INPUT MATERIAL:
****

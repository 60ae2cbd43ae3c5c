//! Production codec built on the `image` crate ecosystem.
//!
//! ## Crate mapping
//!
//! | Operation | Crate / function |
//! |---|---|
//! | Format sniffing | `image::ImageReader::with_guessed_format` (magic bytes) |
//! | Decode (JPEG, PNG, GIF) | `image` crate decoders, first frame only |
//! | EXIF orientation | `kamadak-exif` (`exif::Reader::read_from_container`) |
//! | Encode → JPEG | `image::codecs::jpeg::JpegEncoder`, alpha dropped |
//! | Encode → PNG | `image::codecs::png::PngEncoder`, RGBA |
//! | Encode → GIF | `image::codecs::gif::GifEncoder`, quantized RGBA |
//! | Rotate | `image::imageops::rotate90` / `rotate180` / `rotate270` |

use super::codec::{Codec, Decoded, ResizeError};
use super::params::{Mime, Quality, Rotation};
use image::buffer::ConvertBuffer;
use image::codecs::gif::GifEncoder;
use image::codecs::jpeg::JpegEncoder;
use image::codecs::png::PngEncoder;
use image::{ExtendedColorType, ImageEncoder, ImageReader, RgbImage, RgbaImage, imageops};
use std::io::Cursor;
use tracing::trace;

/// Codec backed by the pure-Rust `image` decoders and encoders.
///
/// See the [module docs](self) for the crate-to-operation mapping.
#[derive(Debug, Clone, Copy, Default)]
pub struct RustCodec;

impl RustCodec {
    pub fn new() -> Self {
        Self
    }
}

impl Codec for RustCodec {
    fn decode(&self, bytes: &[u8]) -> Result<Decoded, ResizeError> {
        let reader = ImageReader::new(Cursor::new(bytes)).with_guessed_format()?;
        let format = reader.format();
        let mime = format.and_then(Mime::from_format).ok_or_else(|| {
            ResizeError::UnsupportedFormat(match format {
                Some(f) => format!("{f:?}"),
                None => "unrecognized data".to_string(),
            })
        })?;

        let img = reader
            .decode()
            .map_err(|e| ResizeError::InvalidImage(format!("Failed to decode {mime}: {e}")))?;
        if img.width() == 0 || img.height() == 0 {
            return Err(ResizeError::InvalidImage(format!("Empty {mime} image")));
        }

        Ok(Decoded {
            pixels: img.into_rgba8(),
            mime,
        })
    }

    fn read_orientation(&self, bytes: &[u8]) -> Option<u32> {
        let mut cursor = Cursor::new(bytes);
        let exif = match exif::Reader::new().read_from_container(&mut cursor) {
            Ok(exif) => exif,
            Err(e) => {
                trace!(error = %e, "No readable EXIF data");
                return None;
            }
        };

        exif.get_field(exif::Tag::Orientation, exif::In::PRIMARY)
            .and_then(|field| field.value.get_uint(0))
    }

    fn encode(
        &self,
        pixels: &RgbaImage,
        mime: Mime,
        quality: Quality,
    ) -> Result<Vec<u8>, ResizeError> {
        let (width, height) = pixels.dimensions();
        let mut out = Vec::new();

        let result = match mime {
            Mime::Jpeg => {
                // JPEG has no alpha channel; transparent areas keep their RGB value.
                let rgb: RgbImage = pixels.convert();
                JpegEncoder::new_with_quality(&mut out, quality.value() as u8).write_image(
                    rgb.as_raw(),
                    width,
                    height,
                    ExtendedColorType::Rgb8,
                )
            }
            Mime::Png => PngEncoder::new(&mut out).write_image(
                pixels.as_raw(),
                width,
                height,
                ExtendedColorType::Rgba8,
            ),
            Mime::Gif => {
                let mut encoder = GifEncoder::new(&mut out);
                encoder.encode(pixels.as_raw(), width, height, ExtendedColorType::Rgba8)
            }
        };

        result.map_err(|e| ResizeError::Encode(format!("{mime} encode failed: {e}")))?;
        Ok(out)
    }

    fn rotate(&self, pixels: RgbaImage, rotation: Rotation) -> RgbaImage {
        // imageops rotates clockwise.
        match rotation {
            Rotation::Deg0 => pixels,
            Rotation::Deg90 => imageops::rotate270(&pixels),
            Rotation::Deg180 => imageops::rotate180(&pixels),
            Rotation::Deg270 => imageops::rotate90(&pixels),
        }
    }
}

****

WORK ORDER: The lines needed are those in the data above that hold the string "JpegEncoder"; copy each of them.

RESPONSE TO THIS TASK:
//! | Encode → JPEG | `image::codecs::jpeg::JpegEncoder`, alpha dropped |
use image::codecs::jpeg::JpegEncoder;
                JpegEncoder::new_with_quality(&mut out, quality.value() as u8).write_image(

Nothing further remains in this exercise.